A key element to control the spread of tuberculosis (TB) is treating latent TB infection (also known as ‘sleeping TB) before it turns to active TB disease. Those with latent TB infection (LTBI) have TB but it is inactive. They are not sick and they are not contagious. However, without treatment this TB infection could cause a person to become sick with active TB disease. They could have a cough, fever, poor appetite and weight loss. Those with active TB disease might also be contagious and spread TB to others. This is why it is recommended that those with LTBI take treatment to get rid of the germs before it turns to active TB disease. If treated, the chance that LTBI will turn to active TB disease in the future is greatly reduced.

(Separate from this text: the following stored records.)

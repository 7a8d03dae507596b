//! End-to-end: source document in, generated file set out.

use facet_lang::{TranspileOptions, parse, transpile};

const TODO_APP: &str = "\
@app my tasks
@state
  newTodo: str
  filter: str
@persist
  localstorage: filter
@db
  Todo {
    id: int: primary: auto
    text: str: required
    done: bool
  }
@api
  CRUD:/todos>~db.Todo
  GET:/stats>~db.Todo.aggregate
@ui
  @page Home
    header > \"My Tasks\"
    input : newTodo
    button : !add(newTodo) : \"Add\"
    list > *(todos > ((span : #todo.text) + (button : !del(#todo) : \"x\")))
";

fn build(source: &str) -> facet_lang::TranspileOutput {
    let app = parse(source).unwrap_or_else(|e| panic!("parse failed: {}", e));
    transpile(&app, &TranspileOptions::default())
        .unwrap_or_else(|e| panic!("transpile failed: {}", e))
}

#[test]
fn test_todo_app_file_set() {
    let output = build(TODO_APP);
    let paths: Vec<&str> = output.files.iter().map(|f| f.path.as_str()).collect();
    assert_eq!(
        paths,
        vec![
            "app/App.jsx",
            "server/routes.js",
            "prisma/schema.prisma",
            "prisma/seed.js",
        ]
    );
    assert!(output.warnings.is_empty(), "warnings: {:?}", output.warnings);
    assert!(output.unresolved_mutations.is_empty());
}

#[test]
fn test_todo_app_wires_ui_to_routes() {
    let output = build(TODO_APP);
    let app_jsx = &output.files[0].content;
    // add posts to the create route with the model's payload field.
    assert!(app_jsx.contains("handleAdd({ text: newTodo })"));
    assert!(app_jsx.contains("fetch(\"/api/todos\""));
    // del hits the delete route with the item's primary key.
    assert!(app_jsx.contains("handleDel(todo.id)"));
    assert!(app_jsx.contains("method: \"DELETE\""));
    // Both refetch the list afterwards.
    assert!(app_jsx.contains("await fetchTodos();"));
}

#[test]
fn test_todo_app_server_side() {
    let output = build(TODO_APP);
    let routes = &output
        .files
        .iter()
        .find(|f| f.path == "server/routes.js")
        .unwrap()
        .content;
    assert!(routes.contains("router.post(\"/todos\""));
    assert!(routes.contains("res.status(201).json(created)"));
    assert!(routes.contains("errors.push(\"text is required\")"));
    assert!(routes.contains("router.get(\"/stats\""));

    let schema = &output
        .files
        .iter()
        .find(|f| f.path == "prisma/schema.prisma")
        .unwrap()
        .content;
    assert!(schema.contains("model Todo {"));

    let seed = &output
        .files
        .iter()
        .find(|f| f.path == "prisma/seed.js")
        .unwrap()
        .content;
    assert!(seed.contains("prisma.todo"));
}

#[test]
fn test_output_is_byte_identical_across_runs() {
    let a = build(TODO_APP);
    let b = build(TODO_APP);
    assert_eq!(a.files, b.files);
    assert_eq!(a.warnings, b.warnings);
    assert_eq!(a.stats.generated_lines, b.stats.generated_lines);
}

#[test]
fn test_related_models_seed_in_dependency_order() {
    let source = "\
@app x
@db
  B {
    id: int: primary: auto
    a: ref A
  }
  A {
    id: int: primary: auto
    name: str
  }
";
    let output = build(source);
    let seed = &output
        .files
        .iter()
        .find(|f| f.path == "prisma/seed.js")
        .unwrap()
        .content;
    let a_pos = seed.find("prisma.a.create").unwrap();
    let b_pos = seed.find("prisma.b.create").unwrap();
    assert!(a_pos < b_pos, "parent A must be seeded before child B");
    assert!(seed.contains("aId: a0.id"));
    // Deletion wipes children first.
    let b_del = seed.find("prisma.b.deleteMany").unwrap();
    let a_del = seed.find("prisma.a.deleteMany").unwrap();
    assert!(b_del < a_del);
}

#[test]
fn test_strict_mode_promotes_unresolved_mutation() {
    let source = "@app x\n@ui\n  @page Home\n    button : !archive(thing) : \"Archive\"\n";
    let app = parse(source).unwrap();

    let output = transpile(&app, &TranspileOptions::default()).unwrap();
    assert!(
        output
            .warnings
            .iter()
            .any(|w| w == "unresolved-mutation:archive")
    );

    let strict = TranspileOptions {
        strict: true,
        ..TranspileOptions::default()
    };
    let err = transpile(&app, &strict).unwrap_err();
    assert_eq!(err.code(), "unresolved-mutation");
}

#[test]
fn test_unused_handler_contract_warns() {
    let source = "@app x\n@handlers\n  notifySlack(message: str)\n@ui\n  @page Home\n    text > \"hi\"\n";
    let output = build(source);
    assert!(
        output
            .warnings
            .iter()
            .any(|w| w == "unused-handler-contract:notifySlack")
    );
}

#[test]
fn test_contract_with_suffix_matching_name_still_warns_when_unused() {
    // notify-slack ends with slack's kebab name; only the exact route
    // path may mark a contract as used.
    let source = "@app x\n@handlers\n  slack(message: str)\n  notifySlack(message: str)\n@ui\n  @page Home\n    button : !notifySlack(\"hi\") : \"Notify\"\n";
    let output = build(source);
    assert!(
        output
            .warnings
            .iter()
            .any(|w| w == "unused-handler-contract:slack")
    );
    assert!(
        !output
            .warnings
            .iter()
            .any(|w| w == "unused-handler-contract:notifySlack")
    );
}

#[test]
fn test_used_handler_contract_does_not_warn() {
    let source = "@app x\n@handlers\n  notifySlack(message: str)\n@ui\n  @page Home\n    button : !notifySlack(\"deploy done\") : \"Notify\"\n";
    let output = build(source);
    assert!(
        !output
            .warnings
            .iter()
            .any(|w| w.starts_with("unused-handler-contract")),
        "warnings: {:?}",
        output.warnings
    );
}

#[test]
fn test_ui_only_document_emits_single_file() {
    let source = "@app brochure\n@ui\n  @page Landing\n    header > \"Hello\"\n    text > \"Welcome aboard\"\n";
    let output = build(source);
    let paths: Vec<&str> = output.files.iter().map(|f| f.path.as_str()).collect();
    assert_eq!(paths, vec!["app/App.jsx"]);
    assert_eq!(output.stats.page_count, 1);
    assert_eq!(output.stats.model_count, 0);
}

#[test]
fn test_broken_relation_cycle_is_reported() {
    let source = "\
@app x
@db
  A {
    id: int: primary: auto
    b: ref B: optional
  }
  B {
    id: int: primary: auto
    a: ref A
  }
";
    let output = build(source);
    assert!(
        output
            .warnings
            .iter()
            .any(|w| w == "relation-cycle-broken:A.b")
    );
    let seed = &output
        .files
        .iter()
        .find(|f| f.path == "prisma/seed.js")
        .unwrap()
        .content;
    assert!(seed.contains("bId: null"));
}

The main purpose of this study is to find out whether more people will start and finish treatment for latent TB infection if the treatment is shorter. Usually people with latent TB infection take one drug, INH. They have to take it for 9 months. In this study, participants would take two drugs, rifapentine and INH, but only once a week for 3 months for a total of 12 doses. The combination of rifapentine and INH is called ‘3HP’. Research studies show that 3HP for 3 months works as well and is as safe as the usual treatment of INH for 9 months.
This study has been completed and the results are published in 3 articles:
We are doing 3HP studies in Iqaluit and in Ottawa. We estimate that approximately 225 participants will be part of the study at each site. Eligible individuals between the ages of 2 to 65 years living in Iqaluit or Ottawa who are diagnosed with LTBI will be given the option to have treatment with 3HP through the TB clinic. The primary objective of this study is to compare the proportion of people who complete directly observed prophylactic treatment (DOPT) using the new 3HP regimen to the current standard of 9 months INH. We will also look at whether 3HP is more cost effective than the current treatment.
INH has been used to treat TB in Canada for over 40 years. Rifapentine is approved by the Food and Drug Administration (FDA) in the United States. It has not been approved for sale or regular use yet in Canada but we have gotten a ‘No Objection Letter’ from Health Canada to use it for this research study. We also have approval from the Ottawa Health Science Network Research Ethics Board. Funding has been provided by the First Nations and Inuit Health Branch of Health Canada and the Public Health Agency of Canada.